Collected data entries

______________________________

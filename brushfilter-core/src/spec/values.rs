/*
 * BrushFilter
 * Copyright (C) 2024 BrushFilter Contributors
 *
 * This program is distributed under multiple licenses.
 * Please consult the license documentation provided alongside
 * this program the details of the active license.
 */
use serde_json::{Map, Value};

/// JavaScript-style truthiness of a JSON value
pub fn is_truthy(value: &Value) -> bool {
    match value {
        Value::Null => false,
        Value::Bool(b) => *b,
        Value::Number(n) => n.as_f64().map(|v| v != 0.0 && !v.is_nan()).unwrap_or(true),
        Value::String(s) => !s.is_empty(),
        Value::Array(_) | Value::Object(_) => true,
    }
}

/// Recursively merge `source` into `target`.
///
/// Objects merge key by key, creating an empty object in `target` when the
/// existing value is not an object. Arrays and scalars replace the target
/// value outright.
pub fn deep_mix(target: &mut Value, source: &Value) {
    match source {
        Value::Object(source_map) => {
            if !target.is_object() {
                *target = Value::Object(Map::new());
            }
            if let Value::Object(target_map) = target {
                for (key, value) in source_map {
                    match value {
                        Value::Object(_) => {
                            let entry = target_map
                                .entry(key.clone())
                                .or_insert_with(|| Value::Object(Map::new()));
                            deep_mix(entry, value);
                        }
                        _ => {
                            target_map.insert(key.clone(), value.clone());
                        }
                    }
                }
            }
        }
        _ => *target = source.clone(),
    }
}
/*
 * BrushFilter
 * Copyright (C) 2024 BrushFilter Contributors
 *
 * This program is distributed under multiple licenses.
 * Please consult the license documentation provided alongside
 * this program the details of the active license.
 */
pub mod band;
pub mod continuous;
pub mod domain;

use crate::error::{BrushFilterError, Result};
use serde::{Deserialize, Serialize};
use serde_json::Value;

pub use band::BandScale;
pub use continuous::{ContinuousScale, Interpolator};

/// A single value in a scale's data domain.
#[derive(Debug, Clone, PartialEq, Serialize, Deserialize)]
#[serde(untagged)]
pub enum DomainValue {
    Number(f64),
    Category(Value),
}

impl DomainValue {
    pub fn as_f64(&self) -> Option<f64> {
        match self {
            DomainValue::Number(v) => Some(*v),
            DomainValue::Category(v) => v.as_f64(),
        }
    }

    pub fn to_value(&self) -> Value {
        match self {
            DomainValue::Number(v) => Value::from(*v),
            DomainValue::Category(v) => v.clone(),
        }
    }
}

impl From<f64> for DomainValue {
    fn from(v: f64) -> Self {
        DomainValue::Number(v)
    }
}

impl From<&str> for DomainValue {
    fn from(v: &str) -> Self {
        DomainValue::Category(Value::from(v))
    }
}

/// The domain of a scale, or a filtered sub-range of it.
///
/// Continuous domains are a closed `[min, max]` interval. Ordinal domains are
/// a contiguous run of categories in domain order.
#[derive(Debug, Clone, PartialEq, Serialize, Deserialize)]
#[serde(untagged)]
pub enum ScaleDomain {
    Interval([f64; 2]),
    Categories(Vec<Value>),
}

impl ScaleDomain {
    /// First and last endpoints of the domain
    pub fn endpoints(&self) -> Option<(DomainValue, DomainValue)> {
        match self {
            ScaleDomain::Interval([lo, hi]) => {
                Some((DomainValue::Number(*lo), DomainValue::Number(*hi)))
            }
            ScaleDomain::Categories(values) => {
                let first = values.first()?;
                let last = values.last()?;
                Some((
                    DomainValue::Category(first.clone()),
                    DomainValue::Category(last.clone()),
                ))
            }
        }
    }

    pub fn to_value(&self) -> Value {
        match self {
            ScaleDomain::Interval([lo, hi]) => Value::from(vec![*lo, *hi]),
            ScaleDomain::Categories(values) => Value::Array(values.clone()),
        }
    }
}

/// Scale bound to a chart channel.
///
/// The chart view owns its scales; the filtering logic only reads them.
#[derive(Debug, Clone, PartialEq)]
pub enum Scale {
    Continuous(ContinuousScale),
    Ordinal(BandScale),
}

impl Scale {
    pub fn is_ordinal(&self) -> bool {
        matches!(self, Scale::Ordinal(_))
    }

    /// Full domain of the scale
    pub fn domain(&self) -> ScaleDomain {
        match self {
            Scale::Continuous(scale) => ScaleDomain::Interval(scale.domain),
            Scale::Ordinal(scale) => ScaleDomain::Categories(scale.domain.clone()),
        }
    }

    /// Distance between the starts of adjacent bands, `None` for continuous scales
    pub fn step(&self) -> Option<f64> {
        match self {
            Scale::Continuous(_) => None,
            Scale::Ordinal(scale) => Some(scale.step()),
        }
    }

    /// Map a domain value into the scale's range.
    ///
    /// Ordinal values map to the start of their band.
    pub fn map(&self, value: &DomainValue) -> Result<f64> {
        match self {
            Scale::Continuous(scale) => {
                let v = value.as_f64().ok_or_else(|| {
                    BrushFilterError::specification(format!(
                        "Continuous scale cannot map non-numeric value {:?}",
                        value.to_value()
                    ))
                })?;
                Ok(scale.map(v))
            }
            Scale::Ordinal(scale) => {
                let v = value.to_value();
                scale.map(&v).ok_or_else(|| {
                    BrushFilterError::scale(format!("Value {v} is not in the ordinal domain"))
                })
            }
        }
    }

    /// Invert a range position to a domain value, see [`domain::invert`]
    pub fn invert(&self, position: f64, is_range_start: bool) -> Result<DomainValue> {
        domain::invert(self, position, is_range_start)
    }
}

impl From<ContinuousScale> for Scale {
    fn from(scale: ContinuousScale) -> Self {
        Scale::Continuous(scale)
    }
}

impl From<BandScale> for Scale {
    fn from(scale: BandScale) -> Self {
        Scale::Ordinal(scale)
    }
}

______________________________

All of the data above is to be given again, word for word.

- [Answer to the problem]:
filename brushfilter-core/src/spec/values.rs
/*
 * BrushFilter
 * Copyright (C) 2024 BrushFilter Contributors
 *
 * This program is distributed under multiple licenses.
 * Please consult the license documentation provided alongside
 * this program the details of the active license.
 */
use serde_json::{Map, Value};

/// JavaScript-style truthiness of a JSON value
pub fn is_truthy(value: &Value) -> bool {
    match value {
        Value::Null => false,
        Value::Bool(b) => *b,
        Value::Number(n) => n.as_f64().map(|v| v != 0.0 && !v.is_nan()).unwrap_or(true),
        Value::String(s) => !s.is_empty(),
        Value::Array(_) | Value::Object(_) => true,
    }
}

/// Recursively merge `source` into `target`.
///
/// Objects merge key by key, creating an empty object in `target` when the
/// existing value is not an object. Arrays and scalars replace the target
/// value outright.
pub fn deep_mix(target: &mut Value, source: &Value) {
    match source {
        Value::Object(source_map) => {
            if !target.is_object() {
                *target = Value::Object(Map::new());
            }
            if let Value::Object(target_map) = target {
                for (key, value) in source_map {
                    match value {
                        Value::Object(_) => {
                            let entry = target_map
                                .entry(key.clone())
                                .or_insert_with(|| Value::Object(Map::new()));
                            deep_mix(entry, value);
                        }
                        _ => {
                            target_map.insert(key.clone(), value.clone());
                        }
                    }
                }
            }
        }
        _ => *target = source.clone(),
    }
}
/*
 * BrushFilter
 * Copyright (C) 2024 BrushFilter Contributors
 *
 * This program is distributed under multiple licenses.
 * Please consult the license documentation provided alongside
 * this program the details of the active license.
 */
pub mod band;
pub mod continuous;
pub mod domain;

use crate::error::{BrushFilterError, Result};
use serde::{Deserialize, Serialize};
use serde_json::Value;

pub use band::BandScale;
pub use continuous::{ContinuousScale, Interpolator};

/// A single value in a scale's data domain.
#[derive(Debug, Clone, PartialEq, Serialize, Deserialize)]
#[serde(untagged)]
pub enum DomainValue {
    Number(f64),
    Category(Value),
}

impl DomainValue {
    pub fn as_f64(&self) -> Option<f64> {
        match self {
            DomainValue::Number(v) => Some(*v),
            DomainValue::Category(v) => v.as_f64(),
        }
    }

    pub fn to_value(&self) -> Value {
        match self {
            DomainValue::Number(v) => Value::from(*v),
            DomainValue::Category(v) => v.clone(),
        }
    }
}

impl From<f64> for DomainValue {
    fn from(v: f64) -> Self {
        DomainValue::Number(v)
    }
}

impl From<&str> for DomainValue {
    fn from(v: &str) -> Self {
        DomainValue::Category(Value::from(v))
    }
}

/// The domain of a scale, or a filtered sub-range of it.
///
/// Continuous domains are a closed `[min, max]` interval. Ordinal domains are
/// a contiguous run of categories in domain order.
#[derive(Debug, Clone, PartialEq, Serialize, Deserialize)]
#[serde(untagged)]
pub enum ScaleDomain {
    Interval([f64; 2]),
    Categories(Vec<Value>),
}

impl ScaleDomain {
    /// First and last endpoints of the domain
    pub fn endpoints(&self) -> Option<(DomainValue, DomainValue)> {
        match self {
            ScaleDomain::Interval([lo, hi]) => {
                Some((DomainValue::Number(*lo), DomainValue::Number(*hi)))
            }
            ScaleDomain::Categories(values) => {
                let first = values.first()?;
                let last = values.last()?;
                Some((
                    DomainValue::Category(first.clone()),
                    DomainValue::Category(last.clone()),
                ))
            }
        }
    }

    pub fn to_value(&self) -> Value {
        match self {
            ScaleDomain::Interval([lo, hi]) => Value::from(vec![*lo, *hi]),
            ScaleDomain::Categories(values) => Value::Array(values.clone()),
        }
    }
}

/// Scale bound to a chart channel.
///
/// The chart view owns its scales; the filtering logic only reads them.
#[derive(Debug, Clone, PartialEq)]
pub enum Scale {
    Continuous(ContinuousScale),
    Ordinal(BandScale),
}

impl Scale {
    pub fn is_ordinal(&self) -> bool {
        matches!(self, Scale::Ordinal(_))
    }

    /// Full domain of the scale
    pub fn domain(&self) -> ScaleDomain {
        match self {
            Scale::Continuous(scale) => ScaleDomain::Interval(scale.domain),
            Scale::Ordinal(scale) => ScaleDomain::Categories(scale.domain.clone()),
        }
    }

    /// Distance between the starts of adjacent bands, `None` for continuous scales
    pub fn step(&self) -> Option<f64> {
        match self {
            Scale::Continuous(_) => None,
            Scale::Ordinal(scale) => Some(scale.step()),
        }
    }

    /// Map a domain value into the scale's range.
    ///
    /// Ordinal values map to the start of their band.
    pub fn map(&self, value: &DomainValue) -> Result<f64> {
        match self {
            Scale::Continuous(scale) => {
                let v = value.as_f64().ok_or_else(|| {
                    BrushFilterError::specification(format!(
                        "Continuous scale cannot map non-numeric value {:?}",
                        value.to_value()
                    ))
                })?;
                Ok(scale.map(v))
            }
            Scale::Ordinal(scale) => {
                let v = value.to_value();
                scale.map(&v).ok_or_else(|| {
                    BrushFilterError::scale(format!("Value {v} is not in the ordinal domain"))
                })
            }
        }
    }

    /// Invert a range position to a domain value, see [`domain::invert`]
    pub fn invert(&self, position: f64, is_range_start: bool) -> Result<DomainValue> {
        domain::invert(self, position, is_range_start)
    }
}

impl From<ContinuousScale> for Scale {
    fn from(scale: ContinuousScale) -> Self {
        Scale::Continuous(scale)
    }
}

impl From<BandScale> for Scale {
    fn from(scale: BandScale) -> Self {
        Scale::Ordinal(scale)
    }
}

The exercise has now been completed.